Петр сокрушенно вздохнул, выпятил живот, прищемляя складку загорелой кожи, показал хозяйке. Она зашлась мелким смехом. Осторожно вытирая жирно накрашенные глаза, ответила:
— Рыбка в холодильнике. Щас и погрею, если хотите. Нет? Ну, тогда к вечеру Саныч еще принесет, или вот Инку попрошу, она к нему сбегает. Ну, Инку, что вчера ж приносила, от Саныча.
И тут Петр вспомнил. Точно так и посмотрела, когда улыбнулся с крылечка. Тоже про рыбу говорили. Держась за дерево калитки, полыхнула глазами, как темным пламенем. Он еще что-то говорил, а она уже отвернулась, блеснув золотой вышивкой на полной груди, исчезла. Интересно…
Тоня молчала, и перестали шлепаться в таз тугие шарики алычи. Петр увидел — смотрит выжидательно и чертыхнулся про себя. Не надо у нее спрашивать, что за барышня, а то глазами дырку проест, за каждым шагом следить будет.
«И вообще, Петр Игорич, ты же вроде попоститься хотел, поголодать. Вот и пусть жгет глазами кого другого, да и сочная такая барышня, уж наверняка там без тебя все в порядке, с любовями».
Он кивнул, улыбаясь:
— Сделайте как удобнее, Тоня, чтоб вам без хлопот. Вы ж знаете, я простой, чего сготовите, того и съем.
И ушел в душный коридор, к своей запертой двери.
— Ладно, — разочарованно согласилась Антонина.
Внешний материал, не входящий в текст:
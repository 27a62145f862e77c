//! Call stages and the table of legal transitions

use std::fmt;

use serde::{Deserialize, Serialize};
use vidcall_signal_core::JoinCallResponse;

use crate::error::CallError;

/// Identity of a call stage
#[derive(Debug, Clone, Copy, PartialEq, Eq, Hash, Serialize, Deserialize)]
#[serde(rename_all = "snake_case")]
pub enum StageId {
    Idle,
    Accepting,
    Accepted,
    Rejecting,
    Rejected,
    Joining,
    Joined,
    Error,
}

impl StageId {
    /// Whether a call in `self` may move to `next`
    ///
    /// Joining may be re-entered from joining, which is how join retries
    /// advance.
    pub fn can_transition_to(self, next: StageId) -> bool {
        use StageId::*;

        matches!(
            (self, next),
            (Idle, Accepting)
                | (Accepting, Accepted)
                | (Idle, Rejecting)
                | (Rejecting, Rejected)
                | (Idle | Accepted | Joining, Joining)
                | (Joining, Joined)
                | (Accepting | Rejecting | Joining, Error)
                | (Error, Idle)
        )
    }

    /// Stages that run an action when entered
    pub fn is_executing(self) -> bool {
        matches!(self, Self::Accepting | Self::Rejecting | Self::Joining)
    }
}

impl fmt::Display for StageId {
    fn fmt(&self, f: &mut fmt::Formatter<'_>) -> fmt::Result {
        let name = match self {
            Self::Idle => "idle",
            Self::Accepting => "accepting",
            Self::Accepted => "accepted",
            Self::Rejecting => "rejecting",
            Self::Rejected => "rejected",
            Self::Joining => "joining",
            Self::Joined => "joined",
            Self::Error => "error",
        };
        f.write_str(name)
    }
}

/// Answer of a successful accept
#[derive(Debug, Clone, PartialEq, Eq, Serialize, Deserialize)]
pub struct AcceptCallResponse {
    pub call_cid: String,
}

/// Answer of a successful reject
#[derive(Debug, Clone, PartialEq, Eq, Serialize, Deserialize)]
pub struct RejectCallResponse {
    pub call_cid: String,
    pub reason: Option<String>,
}

/// A call stage with the payload of its phase
#[derive(Debug, Clone, PartialEq)]
pub enum CallStage {
    Idle,
    Accepting,
    Accepted(AcceptCallResponse),
    Rejecting { reason: Option<String> },
    Rejected(RejectCallResponse),
    Joining { attempt: u32 },
    Joined(Box<JoinCallResponse>),
    Error(CallError),
}

impl CallStage {
    pub fn id(&self) -> StageId {
        match self {
            Self::Idle => StageId::Idle,
            Self::Accepting => StageId::Accepting,
            Self::Accepted(_) => StageId::Accepted,
            Self::Rejecting { .. } => StageId::Rejecting,
            Self::Rejected(_) => StageId::Rejected,
            Self::Joining { .. } => StageId::Joining,
            Self::Joined(_) => StageId::Joined,
            Self::Error(_) => StageId::Error,
        }
    }
}

impl fmt::Display for CallStage {
    fn fmt(&self, f: &mut fmt::Formatter<'_>) -> fmt::Result {
        match self {
            Self::Joining { attempt } if *attempt > 0 => write!(f, "joining (retry {})", attempt),
            other => write!(f, "{}", other.id()),
        }
    }
}

/// One accepted stage change
#[derive(Debug, Clone, PartialEq)]
pub struct StageTransition {
    pub from: StageId,
    pub to: StageId,
}
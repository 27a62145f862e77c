//! SFU signaling layer for vidcall
//!
//! This crate talks to the Selective Forwarding Unit:
//!
//! - [`SfuAdapter`] owns the signaling transport and the RPC surface (join,
//!   migrate, leave, ICE trickle, set-publisher) and republishes inbound
//!   events and connection-state transitions
//! - [`AuthenticationAdapter`] holds the session credentials and refreshes
//!   them through a join-response provider
//!
//! The transport and RPC service themselves are collaborators described by
//! the [`SignalTransport`] and [`SignalService`] traits.

pub mod auth;
pub mod error;
pub mod messages;
pub mod models;
pub mod sfu_adapter;
pub mod transport;

#[cfg(any(test, feature = "testing"))]
pub mod testing;

pub use auth::{
    AuthenticationAdapter, CallCredentials, IceServer, JoinCallResponse, JoinResponseProvider, SessionCredentials,
    SfuServer,
};
pub use error::{SignalError, SignalResult};
pub use messages::{PerformanceStats, SendStatsRequest, SfuError, SfuEvent, SignalRequest};
pub use models::{
    CallSettings, CameraPosition, ClientDetails, ConnectionState, IceCandidate, OwnCapability, PeerConnectionType,
    PeerType, ReconnectionStrategy, SdpType, SessionDescription, TrackInfo, TrackType,
};
pub use sfu_adapter::{SfuAdapter, SfuAdapterConfig};
pub use transport::{SignalService, SignalServiceFactory, SignalTransport, SignalTransportFactory};

/// Prelude module with commonly used types
pub mod prelude {
    pub use crate::auth::{AuthenticationAdapter, JoinCallResponse, JoinResponseProvider};
    pub use crate::error::{SignalError, SignalResult};
    pub use crate::messages::SfuEvent;
    pub use crate::models::{ConnectionState, IceCandidate, PeerConnectionType, SessionDescription, TrackType};
    pub use crate::sfu_adapter::{SfuAdapter, SfuAdapterConfig};
    pub use crate::transport::{SignalService, SignalTransport};
}
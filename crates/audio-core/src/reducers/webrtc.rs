use std::sync::Arc;

use crate::actions::{AudioAction, WebRtcAudioAction};
use crate::error::AudioResult;
use crate::hardware::AudioSessionHardware;
use crate::reducers::Reducer;
use crate::state::AudioStoreState;

/// Settings of the WebRTC audio session wrapper
pub struct WebRtcAudioSessionReducer {
    hardware: Arc<dyn AudioSessionHardware>,
}

impl WebRtcAudioSessionReducer {
    pub fn new(hardware: Arc<dyn AudioSessionHardware>) -> Self {
        Self { hardware }
    }
}

impl Reducer for WebRtcAudioSessionReducer {
    fn name(&self) -> &'static str {
        "webrtc_audio_session"
    }

    fn reduce(&self, mut state: AudioStoreState, action: &AudioAction) -> AudioResult<AudioStoreState> {
        let AudioAction::WebRtc(action) = action else {
            return Ok(state);
        };

        let config = &mut state.webrtc_configuration;
        match *action {
            WebRtcAudioAction::SetAudioEnabled(value) => {
                self.hardware.set_audio_enabled(value);
                config.is_audio_enabled = value;
            }
            WebRtcAudioAction::SetUseManualAudio(value) => {
                self.hardware.set_use_manual_audio(value);
                config.use_manual_audio = value;
            }
            WebRtcAudioAction::SetPrefersNoInterruptionsFromSystemAlerts(value) => {
                self.hardware.set_prefers_no_interruptions_from_system_alerts(value)?;
                config.prefers_no_interruptions_from_system_alerts = value;
            }
        }
        Ok(state)
    }
}

#[cfg(test)]
mod tests {
    use super::*;
    use crate::error::AudioError;
    use crate::testing::{HardwareCall, MockAudioSessionHardware};

    #[test]
    fn test_flags_are_forwarded_and_stored() {
        let hardware = Arc::new(MockAudioSessionHardware::new());
        let reducer = WebRtcAudioSessionReducer::new(hardware.clone());

        let state = reducer
            .reduce(
                AudioStoreState::default(),
                &AudioAction::WebRtc(WebRtcAudioAction::SetAudioEnabled(true)),
            )
            .unwrap();
        let state = reducer
            .reduce(state, &AudioAction::WebRtc(WebRtcAudioAction::SetUseManualAudio(true)))
            .unwrap();

        assert!(state.webrtc_configuration.is_audio_enabled);
        assert!(state.webrtc_configuration.use_manual_audio);
        assert_eq!(
            hardware.calls(),
            vec![HardwareCall::SetAudioEnabled(true), HardwareCall::SetUseManualAudio(true)]
        );
    }

    #[test]
    fn test_failed_preference_leaves_state() {
        let hardware = Arc::new(MockAudioSessionHardware::new());
        hardware.fail_next(AudioError::hardware("prefers_no_interruptions", "unsupported"));
        let reducer = WebRtcAudioSessionReducer::new(hardware);

        let result = reducer.reduce(
            AudioStoreState::default(),
            &AudioAction::WebRtc(WebRtcAudioAction::SetPrefersNoInterruptionsFromSystemAlerts(true)),
        );
        assert!(result.is_err());
    }
}
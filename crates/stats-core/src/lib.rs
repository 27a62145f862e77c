//! Statistics pipeline for vidcall
//!
//! Native statistics of the publisher and subscriber connections are
//! sampled by a [`StatsCollector`], delta-compressed by a
//! [`StatsCompressor`], reduced to encoder and decoder performance by the
//! transformers and sent to the SFU by a [`StatsReporter`]. The pipeline
//! only reads from the peer connections and never affects the call.

pub mod adapter;
pub mod collector;
pub mod compressor;
pub mod config;
pub mod error;
pub mod reporter;
pub mod transformers;

#[cfg(any(test, feature = "testing"))]
pub mod testing;

pub use adapter::StatsAdapter;
pub use collector::{CallStatsReport, StatsCollector, StatsSource};
pub use compressor::StatsCompressor;
pub use config::StatsConfig;
pub use error::{StatsError, StatsResult};
pub use reporter::{StatsErrorHandler, StatsReporter};
pub use transformers::{DecoderStatsTransformer, EncoderStatsTransformer};

/// Prelude module with commonly used types
pub mod prelude {
    pub use crate::adapter::StatsAdapter;
    pub use crate::collector::{CallStatsReport, StatsSource};
    pub use crate::config::StatsConfig;
    pub use crate::error::{StatsError, StatsResult};
}
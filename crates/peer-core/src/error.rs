//! Error types for peer connection coordination

use thiserror::Error;
use vidcall_infra_common::InfraError;
use vidcall_signal_core::{OwnCapability, PeerConnectionType, SignalError};

/// Result type for peer connection operations
pub type PeerResult<T> = Result<T, PeerError>;

/// Errors raised by the peer connection layer
#[derive(Debug, Clone, Error, PartialEq)]
pub enum PeerError {
    /// Creating or applying a session description failed
    #[error("Negotiation failed during {operation}: {message}")]
    Negotiation { operation: String, message: String },

    /// The native connection rejected an operation
    #[error("Native peer connection error in {operation}: {message}")]
    Native { operation: String, message: String },

    /// A coordinator cannot be created without signaling
    #[error("No SFU adapter available to set up the {peer_type} connection")]
    MissingSfuAdapter { peer_type: PeerConnectionType },

    /// The operation needs a capability the participant lacks
    #[error("Missing capability: {capability:?}")]
    MissingCapability { capability: OwnCapability },

    /// Capturing or creating a local track failed
    #[error("Track error: {message}")]
    Track { message: String },

    /// The coordinator has been closed
    #[error("The {peer_type} peer connection is closed")]
    Closed { peer_type: PeerConnectionType },

    /// Signaling error
    #[error(transparent)]
    Signal(#[from] SignalError),

    /// Infrastructure error (timeouts, cancellation)
    #[error(transparent)]
    Infra(#[from] InfraError),
}

impl PeerError {
    /// Create a negotiation error
    pub fn negotiation(operation: impl Into<String>, message: impl Into<String>) -> Self {
        Self::Negotiation {
            operation: operation.into(),
            message: message.into(),
        }
    }

    /// Create a native error
    pub fn native(operation: impl Into<String>, message: impl Into<String>) -> Self {
        Self::Native {
            operation: operation.into(),
            message: message.into(),
        }
    }

    /// Create a track error
    pub fn track(message: impl Into<String>) -> Self {
        Self::Track {
            message: message.into(),
        }
    }
}
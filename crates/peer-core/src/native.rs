//! Interfaces of the native WebRTC stack
//!
//! The peer connection, its senders and transceivers are owned by the
//! platform WebRTC library. The session layer drives them through these
//! traits; callback-based native calls are exposed as async methods.

use std::sync::Arc;

use async_trait::async_trait;
use tokio::sync::broadcast;
use vidcall_signal_core::{IceCandidate, PeerConnectionType, SessionDescription};

use crate::error::PeerResult;
use crate::types::{
    MediaStream, MediaStreamTrack, OfferConstraints, PeerConnectionEvent, RtcConfiguration, RtcStatsReport,
    RtpEncodingParameters, SignalingState, TrackKind, TransceiverDirection, TransceiverInit,
};

/// Sending half of a media line
pub trait RtpSender: Send + Sync {
    fn track(&self) -> Option<MediaStreamTrack>;

    /// Current encodings, in order
    fn parameters(&self) -> Vec<RtpEncodingParameters>;

    fn set_parameters(&self, encodings: Vec<RtpEncodingParameters>) -> PeerResult<()>;
}

/// Bidirectional media pipeline bound to one negotiated media line
pub trait RtpTransceiver: Send + Sync {
    fn mid(&self) -> Option<String>;

    fn kind(&self) -> TrackKind;

    fn direction(&self) -> TransceiverDirection;

    fn sender(&self) -> Arc<dyn RtpSender>;

    fn stop(&self);
}

/// A native peer connection
///
/// Events are published for every delegate callback except
/// [`PeerConnectionEvent::HasRemoteDescription`], which the coordinator adds.
#[async_trait]
pub trait PeerConnection: Send + Sync {
    fn events(&self) -> broadcast::Receiver<PeerConnectionEvent>;

    fn signaling_state(&self) -> SignalingState;

    fn local_description(&self) -> Option<SessionDescription>;

    fn remote_description(&self) -> Option<SessionDescription>;

    async fn create_offer(&self, constraints: OfferConstraints) -> PeerResult<SessionDescription>;

    async fn create_answer(&self) -> PeerResult<SessionDescription>;

    async fn set_local_description(&self, description: SessionDescription) -> PeerResult<()>;

    async fn set_remote_description(&self, description: SessionDescription) -> PeerResult<()>;

    async fn add_ice_candidate(&self, candidate: &IceCandidate) -> PeerResult<()>;

    fn add_track(&self, track: &MediaStreamTrack, stream_ids: &[String]) -> PeerResult<Arc<dyn RtpSender>>;

    fn remove_track(&self, sender: &Arc<dyn RtpSender>) -> PeerResult<()>;

    fn add_transceiver(&self, track: &MediaStreamTrack, init: &TransceiverInit) -> PeerResult<Arc<dyn RtpTransceiver>>;

    /// Add a transceiver without a local track, e.g. receive-only
    fn add_transceiver_of_kind(&self, kind: TrackKind, init: &TransceiverInit) -> PeerResult<Arc<dyn RtpTransceiver>>;

    fn remove_stream(&self, stream: &MediaStream);

    fn transceivers(&self) -> Vec<Arc<dyn RtpTransceiver>>;

    /// Restart ICE without a full renegotiation round-trip
    fn restart_ice(&self);

    async fn statistics(&self) -> PeerResult<RtcStatsReport>;

    async fn close(&self);
}

/// Creates native peer connections
pub trait PeerConnectionFactory: Send + Sync {
    fn make_peer_connection(
        &self,
        peer_type: PeerConnectionType,
        configuration: &RtcConfiguration,
    ) -> PeerResult<Arc<dyn PeerConnection>>;
}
В комнате в первую очередь распахнул окно, досадуя, что ушел и забыл открыть. Но тут же и успокоился, густая зелень за створками не пускала внутрь жару, цедила чуть заметный, но прохладный сквознячок.
Дожидаясь, когда духота уйдет, Петр прошелся по комнате, рассеянно оглядел сложенный этюдник. Вытащил из филенчатого шкафа свежую майку и новые шорты, разложил на табуретке, а старое кинул на стул в углу, Тоня заберет и постирает, как договаривались, за отдельную небольшую денежку.
И зевая, прикрыл окно, чтоб отрезать себя от набирающего силу дневного шума. Свалился на простыни и почти сразу заснул, забирая в сон загорелые плечики Леночки-Еленочки и то, как поднялся кругленький маленький подбородок, а ротик раскрылся, показывая розовый язычок. Заснул, недоумевая, почему вдруг на милом тонком личике распахнулись глубокие страдающие глаза, такие темные, а были ведь — голубые, кукольные…
На веранде дома, за старым дубом, что отгораживал соседнюю улочку, пили чай. Завтракали. Вива медленно намазывала кружки батона, укладывая на плоскую тарелку. Масло таяло и по краям впитывалось в белую ноздреватую мякоть. Три кусочка, для трех едоков. Вива поставила в центр стола стеклянную вазочку с вареньем и вопросительно посмотрела на двух, что сидели молча. Внучка Инга, наклонив темную голову, свешивая густые пряди по щекам, глядела в скатерть перед собой. И напротив Вивы — ее дочь Зоя, что внезапно приехала час назад, поцеловала молчаливого спутника в небритую щеку и отправила вниз, к магазинам, вручив нацарапанный на листке список.